GELA ATTENDE ANCORA IL SUO MUSEO DEL MARE DELLE NAVI GRECHE
Questi ritrovamenti, a cui va ad aggiungersi l’ultimo, confermano l’importanza archeologica rivestita dall’area del Golfo di Gela che, quasi certamente, nasconde ancora numerosi altri relitti di varie epoche (greca, romana e bizantina). Un motivo in più per approntare quel Museo della navigazione greca per il quale nel 2010 erano stati persino stanziati dalla Regione 5 milioni di euro di finanziamento. Fondi andati miseramente perduti per un’opera mai realizzata.

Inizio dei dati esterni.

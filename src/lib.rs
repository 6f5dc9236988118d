//! # Attachguard
//!
//! File ingestion and threat screening for support-ticket and chat
//! attachments: a pre-flight safety filter, a heuristic malware
//! scanner, a storage-backend selector with graceful degradation, and
//! an audit/notification trail.
//!
//! ## Overview
//!
//! Whenever a user attaches a file to a ticket or a message, the
//! pipeline:
//!
//! - Rejects unsafe sizes, extensions, and declared types before any
//!   scanning cost is paid
//! - Scans content against a known test-virus signature, a set of
//!   suspicious-content heuristics, and a pluggable deep-scan engine
//! - Probes the available storage backends once per session and
//!   degrades gracefully when one is down
//! - Writes one append-only scan record per scan attempt and alerts a
//!   configured channel on every positive detection
//!
//! Ambiguous or failed verdicts are treated as unsafe: the pipeline
//! fails closed. The screening runs client-side and is advisory; it
//! is not a security boundary.
//!
//! ## Quick Start
//!
//! ```rust,ignore
//! use attachguard::core::{CandidateFile, FileCategory};
//! use attachguard::pipeline::IngestionPipeline;
//! use attachguard::storage::MemoryBackend;
//!
//! #[tokio::main]
//! async fn main() {
//!     let pipeline = IngestionPipeline::builder()
//!         .with_fallback_backend(MemoryBackend::new())
//!         .build();
//!
//!     // One session per attachment surface; backends are probed once.
//!     let session = pipeline.open_session("agent-7").await;
//!
//!     let file = CandidateFile::from_bytes("notes.txt", b"hello".to_vec())
//!         .with_mime_type("text/plain");
//!     let outcome = pipeline
//!         .upload_file(&session, file, "ticket-1", FileCategory::Ticket)
//!         .await;
//!
//!     if outcome.success() {
//!         println!("stored as {}", outcome.record().unwrap().id);
//!     }
//! }
//! ```
//!
//! ## Architecture
//!
//! The library is organized into several layers:
//!
//! - **Core**: fundamental types and the terminal error taxonomy
//! - **Prefilter**: synchronous size/extension/MIME rejection
//! - **Scanner**: staged content scanning with a deep-scan seam
//! - **Storage**: backend trait, diagnostics, selection, persistence
//! - **Audit**: append-only scan records and structured audit events
//! - **Notify**: structured security alerts on positive detections
//! - **Pipeline**: the orchestrator sequencing it all per file

#![warn(missing_docs)]
#![warn(clippy::all)]
#![deny(unsafe_code)]

pub mod audit;
pub mod core;
pub mod notify;
pub mod pipeline;
pub mod prefilter;
pub mod scanner;
pub mod storage;

// Re-export commonly used types at the crate root
pub use crate::core::{
    CandidateFile, FileCategory, FileId, PipelineError, SafetyVerdict, ScanId, ScanRecord,
    ScanReport, StorageMethod, StoredFileRecord,
};
pub use crate::pipeline::{IngestionPipeline, UploadOutcome};
pub use crate::scanner::{DeepScanner, SimulatedDeepScanner, ThreatScanner};
pub use crate::storage::{MemoryBackend, PipelineSession, StorageBackend, StorageDiagnosis};

/// Prelude module for convenient imports.
///
/// ```rust
/// use attachguard::prelude::*;
/// ```
pub mod prelude {
    pub use crate::audit::{AuditSink, MemoryAuditLog};
    pub use crate::core::{
        CandidateFile, FileCategory, FileId, PipelineError, SafetyVerdict, ScanId, ScanRecord,
        ScanReport, StorageMethod, StoredFileRecord,
    };
    pub use crate::notify::{LoggingNotifier, MemoryNotifier, Notifier, ThreatAlert};
    pub use crate::pipeline::{IngestionPipeline, UploadOutcome};
    pub use crate::prefilter::SafetyFilter;
    pub use crate::scanner::{DeepScanner, SimulatedDeepScanner, ThreatScanner};
    pub use crate::storage::{MemoryBackend, PipelineSession, StorageBackend, StorageDiagnosis};
}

L’unico dato positivo, risalente sempre al 2010, è stata l’istituzione di un “area marina di tutela archeologica”. L’area parte da contrada Bulala e comprende le zone dove sono stati ritrovati i tre relitti di navi greco-arcaiche – qui furono rinvenuti altresì 102 reperti tra anfore, vasellame, pezzi marmorei e oggetti votivi, prontamente consegnati al museo – estendendosi, da un lato, lungo tre miglia di costa, e dall’altro per mezzo miglio verso il mare aperto. E’ stata istituita su iniziativa della Soprintendenza del Mare di Palermo e della capitaneria di porto di Gela. In quella occasione il Soprintendente Sebastiano Tusa parlò di “un importante passo avanti verso la reale tutela dei beni archeologici sommersi che non vanno blindati ma difesi e visitati con apposite autorizzazioni”. La zona è stata così sottoposta a severi vincoli e interdizioni come il divieto di balneazione, di pesca, di fermata e di ancoraggio. Solamente i pescatori professionisti possono pescare rispettando i limiti imposti dall’ordinanza della capitaneria.